Four-terminal magneto-transport in graphene p-n junctions created by spatially selective doping
Timm Lohmann, Klaus v. Klitzing, Jurgen H. Smet

TL;DR
This study demonstrates a method for creating graphene p-n junctions via chemical doping that preserves mobility, enabling observation of quantum Hall effects and quantized resistances in four-terminal measurements.
Contribution
It introduces a chemical doping technique for graphene p-n junctions that maintains high mobility and enables quantum Hall measurements with quantized resistances.
Findings
Chemical doping does not reduce graphene mobility.
Spatially selective doping can be achieved with patterned PMMA.
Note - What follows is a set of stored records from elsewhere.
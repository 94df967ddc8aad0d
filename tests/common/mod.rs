//! Mock HTTP server shared by the integration tests.
//!
//! The client under test is blocking, so the mock server lives on its own
//! tokio runtime and the tests themselves are plain `#[test]` functions.

#![allow(dead_code)]

use tokio::runtime::Runtime;
use wiremock::{Mock, MockServer, Request};

pub struct MockApi {
    server: MockServer,
    runtime: Runtime,
}

impl MockApi {
    pub fn start() -> Self {
        let runtime = Runtime::new().expect("tokio runtime");
        let server = runtime.block_on(MockServer::start());
        Self { server, runtime }
    }

    /// Server root, e.g. `http://127.0.0.1:41234`.
    pub fn uri(&self) -> String {
        self.server.uri()
    }

    /// Base URL of one API surface, e.g. `{uri}/proxy/api`.
    pub fn surface(&self, name: &str) -> String {
        format!("{}/{name}/api", self.server.uri())
    }

    pub fn mount(&self, mock: Mock) {
        self.runtime.block_on(mock.mount(&self.server));
    }

    pub fn received(&self) -> Vec<Request> {
        self.runtime
            .block_on(self.server.received_requests())
            .unwrap_or_default()
    }
}

pub fn header<'a>(request: &'a Request, name: &str) -> Option<&'a str> {
    request.headers.get(name).and_then(|v| v.to_str().ok())
}
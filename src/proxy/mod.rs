//! Document-transmission proxy API.
//!
//! Validates, stores and sends UBL documents as raw XML and exposes the
//! inbox of received documents.
//!
//! # Example
//!
//! ```no_run
//! use std::sync::Arc;
//! use einvoice_client::core::Session;
//! use einvoice_client::proxy::{DocumentFlags, ProxyClient};
//!
//! let session = Arc::new(Session::builder("https://proxy.example/api").token("T1").build()?);
//! let proxy = ProxyClient::new(session);
//! let xml = std::fs::read_to_string("invoice.xml").unwrap();
//! proxy.validate_document(&xml)?;
//! let created = proxy.create_document(&xml, &DocumentFlags::new().draft(true))?;
//! # Ok::<(), einvoice_client::core::Error>(())
//! ```

mod client;
mod flags;

pub use client::ProxyClient;
pub use flags::DocumentFlags;
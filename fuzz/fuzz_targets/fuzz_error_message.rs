#![no_main]

use einvoice_client::core::RawResponse;
use einvoice_client::core::request::{decode_body, extract_error_message, status_error};
use libfuzzer_sys::fuzz_target;
use reqwest::Method;
use reqwest::header::HeaderMap;

fuzz_target!(|data: &[u8]| {
    // Must not panic: arbitrary response bodies come straight from the network.
    let Some((&selector, body)) = data.split_first() else {
        return;
    };
    let status = 400 + u16::from(selector) % 200;
    let response = RawResponse {
        status,
        headers: HeaderMap::new(),
        body: body.to_vec(),
    };

    if let Ok(value) = decode_body(&Method::GET, "/fuzz", &response) {
        let _ = extract_error_message(&value);
    }

    let err = status_error(&Method::GET, "/fuzz", &response);
    assert_eq!(err.status_code, status);
    assert!(err.message.starts_with(einvoice_client::core::request::status_label(status)));
});
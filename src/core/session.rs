use std::fmt;
use std::path::{Path, PathBuf};
use std::sync::{PoisonError, RwLock, RwLockReadGuard, RwLockWriteGuard};

use reqwest::Url;

use super::config::TransportOptions;
use super::error::Error;
use super::transport::Transport;

/// Connection settings for one API surface.
///
/// A session owns the current [`Transport`]. Changing the token or the log
/// file derives a complete new transport and swaps it in; the previous one is
/// never modified, so handles obtained earlier through [`client`](Self::client)
/// keep working with the settings they were created with.
///
/// ```
/// use einvoice_client::core::Session;
///
/// let session = Session::new("https://proxy.example/api/").unwrap();
/// assert_eq!(session.base_url(), "https://proxy.example/api");
///
/// let before = session.client();
/// session.set_token("T1").unwrap();
/// let after = session.client();
/// assert!(!before.same_instance(&after));
/// assert_eq!(after.bearer_token(), Some("T1"));
/// assert_eq!(before.bearer_token(), None);
/// ```
pub struct Session {
    base_url: String,
    options: TransportOptions,
    state: RwLock<SessionState>,
}

/// Token, log file and the transport derived from them.
pub(crate) struct SessionState {
    token: Option<String>,
    log_file: Option<PathBuf>,
    transport: Transport,
}

/// Builder for [`Session`].
#[derive(Debug, Clone)]
pub struct SessionBuilder {
    base_url: String,
    token: Option<String>,
    options: TransportOptions,
    log_file: Option<PathBuf>,
}

impl SessionBuilder {
    pub fn token(mut self, token: impl Into<String>) -> Self {
        self.token = Some(token.into());
        self
    }

    pub fn options(mut self, options: TransportOptions) -> Self {
        self.options = options;
        self
    }

    pub fn log_file(mut self, path: impl Into<PathBuf>) -> Self {
        self.log_file = Some(path.into());
        self
    }

    /// Validate the base URL and build the first transport.
    pub fn build(self) -> Result<Session, Error> {
        let base_url = normalize_base_url(&self.base_url);
        Url::parse(base_url)
            .map_err(|e| Error::Config(format!("invalid base URL {:?}: {e}", self.base_url)))?;

        let transport = Transport::build(
            base_url,
            self.token.as_deref(),
            &self.options,
            self.log_file.as_deref(),
        )?;

        Ok(Session {
            base_url: base_url.to_string(),
            options: self.options,
            state: RwLock::new(SessionState {
                token: self.token,
                log_file: self.log_file,
                transport,
            }),
        })
    }
}

impl Session {
    /// Session without token or log file, default options.
    pub fn new(base_url: impl Into<String>) -> Result<Self, Error> {
        Self::builder(base_url).build()
    }

    pub fn builder(base_url: impl Into<String>) -> SessionBuilder {
        SessionBuilder {
            base_url: base_url.into(),
            token: None,
            options: TransportOptions::default(),
            log_file: None,
        }
    }

    /// Base URL without trailing slash.
    pub fn base_url(&self) -> &str {
        &self.base_url
    }

    pub fn options(&self) -> &TransportOptions {
        &self.options
    }

    pub fn token(&self) -> Option<String> {
        self.read().token.clone()
    }

    pub fn has_token(&self) -> bool {
        self.read().token.is_some()
    }

    pub fn log_file(&self) -> Option<PathBuf> {
        self.read().log_file.clone()
    }

    /// The current transport.
    ///
    /// Do not keep the handle across [`set_token`](Self::set_token) or
    /// [`set_log_file`](Self::set_log_file): it stays usable but carries the
    /// old settings.
    pub fn client(&self) -> Transport {
        self.read().transport.clone()
    }

    /// Store `token` and switch to a transport sending `Authorization: Bearer <token>`.
    pub fn set_token(&self, token: impl Into<String>) -> Result<(), Error> {
        let token = token.into();
        let state = self.derive(Some(token.as_str()), self.log_file().as_deref())?;
        self.install(state);
        Ok(())
    }

    /// Drop the token and switch to an unauthenticated transport.
    pub fn clear_token(&self) -> Result<(), Error> {
        let state = self.derive(None, self.log_file().as_deref())?;
        self.install(state);
        Ok(())
    }

    /// Log every request/response to `path`, or stop logging with `None`.
    ///
    /// If the file cannot be opened the session keeps its previous transport
    /// and log file.
    pub fn set_log_file(&self, path: Option<&Path>) -> Result<(), Error> {
        let state = self.derive(self.token().as_deref(), path)?;
        self.install(state);
        Ok(())
    }

    /// Build the state for the given token and log file without touching the
    /// current one.
    pub(crate) fn derive(
        &self,
        token: Option<&str>,
        log_file: Option<&Path>,
    ) -> Result<SessionState, Error> {
        let transport = Transport::build(&self.base_url, token, &self.options, log_file)?;
        Ok(SessionState {
            token: token.map(str::to_string),
            log_file: log_file.map(Path::to_path_buf),
            transport,
        })
    }

    /// Swap in a state produced by [`derive`](Self::derive).
    pub(crate) fn install(&self, state: SessionState) {
        tracing::debug!(
            base_url = %self.base_url,
            authenticated = state.token.is_some(),
            logging = state.log_file.is_some(),
            "session transport replaced"
        );
        *self.write() = state;
    }

    fn read(&self) -> RwLockReadGuard<'_, SessionState> {
        self.state.read().unwrap_or_else(PoisonError::into_inner)
    }

    fn write(&self) -> RwLockWriteGuard<'_, SessionState> {
        self.state.write().unwrap_or_else(PoisonError::into_inner)
    }
}

impl fmt::Debug for Session {
    fn fmt(&self, f: &mut fmt::Formatter<'_>) -> fmt::Result {
        let state = self.read();
        f.debug_struct("Session")
            .field("base_url", &self.base_url)
            .field("token", &state.token.as_ref().map(|_| "***"))
            .field("log_file", &state.log_file)
            .field("options", &self.options)
            .finish()
    }
}

/// Strip trailing slashes so paths can be appended as `"/resource"`.
pub fn normalize_base_url(url: &str) -> &str {
    url.trim_end_matches('/')
}
use einvoice_client::{ClientConfig, EInvoiceClient, Error, ErrorKind};

fn describe(result: Result<serde_json::Value, Error>) {
    match result {
        Ok(value) => println!("  ok: {value}"),
        Err(Error::Authentication { .. }) => println!("  not logged in (or token expired), re-authenticate"),
        Err(Error::Server { body, .. }) => println!("  server failure: {body}"),
        Err(Error::Api(e)) => {
            let kind = match e.kind() {
                ErrorKind::Network => "network",
                ErrorKind::Client => "client",
                ErrorKind::Server => "server",
                ErrorKind::Other => "other",
            };
            println!("  [{kind}] {} (status {}, retryable: {})", e.message, e.status_code, e.is_retryable());
        }
        Err(other) => println!("  {other}"),
    }
}

fn main() {
    // ── 1. Unreachable host: classified as a network error ────────────
    println!("=== Network Error ===");
    let config = ClientConfig::default()
        .identity_url("http://127.0.0.1:9/api")
        .proxy_url("http://127.0.0.1:9/api")
        .app_url("http://127.0.0.1:9/api");
    match EInvoiceClient::new(config) {
        Ok(client) => describe(client.app().company()),
        Err(e) => println!("  could not build client: {e}"),
    }

    // ── 2. No token: the API answers 401 ──────────────────────────────
    println!("\n=== Missing Token ===");
    match EInvoiceClient::new(ClientConfig::default()) {
        Ok(client) => describe(client.proxy().get_document("does-not-exist")),
        Err(e) => println!("  could not build client: {e}"),
    }

    // ── 3. Unwritable log file fails at construction ──────────────────
    println!("\n=== Log File ===");
    let config = ClientConfig::default().log_file("/nonexistent/dir/requests.log");
    match EInvoiceClient::new(config) {
        Ok(_) => println!("  built (unexpected)"),
        Err(e) => println!("  {e}"),
    }
}
use std::collections::BTreeMap;

use serde::{Deserialize, Serialize};

use super::request::RequestOptions;

/// Pagination, sorting and filters for list endpoints.
///
/// Only fields that are set end up in the query string.
///
/// ```
/// use einvoice_client::core::ListQuery;
///
/// let query = ListQuery::new().page(2).size(50).sort("createdAt,desc").filter("status", "SENT");
/// assert_eq!(query.pairs(), vec![
///     ("page".to_string(), "2".to_string()),
///     ("size".to_string(), "50".to_string()),
///     ("sort".to_string(), "createdAt,desc".to_string()),
///     ("status".to_string(), "SENT".to_string()),
/// ]);
/// ```
#[derive(Debug, Clone, Default, PartialEq, Eq, Serialize, Deserialize)]
#[serde(default)]
pub struct ListQuery {
    pub page: Option<u32>,
    pub size: Option<u32>,
    pub sort: Option<String>,
    pub filters: BTreeMap<String, String>,
}

impl ListQuery {
    pub fn new() -> Self {
        Self::default()
    }

    pub fn page(mut self, page: u32) -> Self {
        self.page = Some(page);
        self
    }

    pub fn size(mut self, size: u32) -> Self {
        self.size = Some(size);
        self
    }

    pub fn sort(mut self, sort: impl Into<String>) -> Self {
        self.sort = Some(sort.into());
        self
    }

    pub fn filter(mut self, key: impl Into<String>, value: impl Into<String>) -> Self {
        self.filters.insert(key.into(), value.into());
        self
    }

    /// Query pairs in wire order: page, size, sort, then filters by key.
    pub fn pairs(&self) -> Vec<(String, String)> {
        let mut pairs = Vec::with_capacity(3 + self.filters.len());
        if let Some(page) = self.page {
            pairs.push(("page".to_string(), page.to_string()));
        }
        if let Some(size) = self.size {
            pairs.push(("size".to_string(), size.to_string()));
        }
        if let Some(sort) = &self.sort {
            pairs.push(("sort".to_string(), sort.clone()));
        }
        pairs.extend(self.filters.iter().map(|(k, v)| (k.clone(), v.clone())));
        pairs
    }

    pub(crate) fn to_options(&self) -> RequestOptions {
        RequestOptions::new().queries(self.pairs())
    }
}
Quantized resistances consistent with theory are observed.
Abstract
In this paper we describe a graphene p-n junction created by chemical doping. We find that chemical doping does not reduce mobility in contrast to top-gating. The preparation technique has been developed from systematic studies about influences on the initial doping of freshly prepared graphene. We investigated the removal of adsorbates by vacuum treatment, annealing and compensation doping using NH3. Hysteretic behavior is observed in the electric field effect due to dipolar adsorbates like water and NH3. Finally we demonstrate spatially selective doping of graphene using patterned PMMA. 4-terminal transport measurements of the p-n devices reveal edge channel mixing in the quantum hall regime. Quantized resistances of h/e^2, h/3e^2 and h/15e^2 can be observed as expected from theory.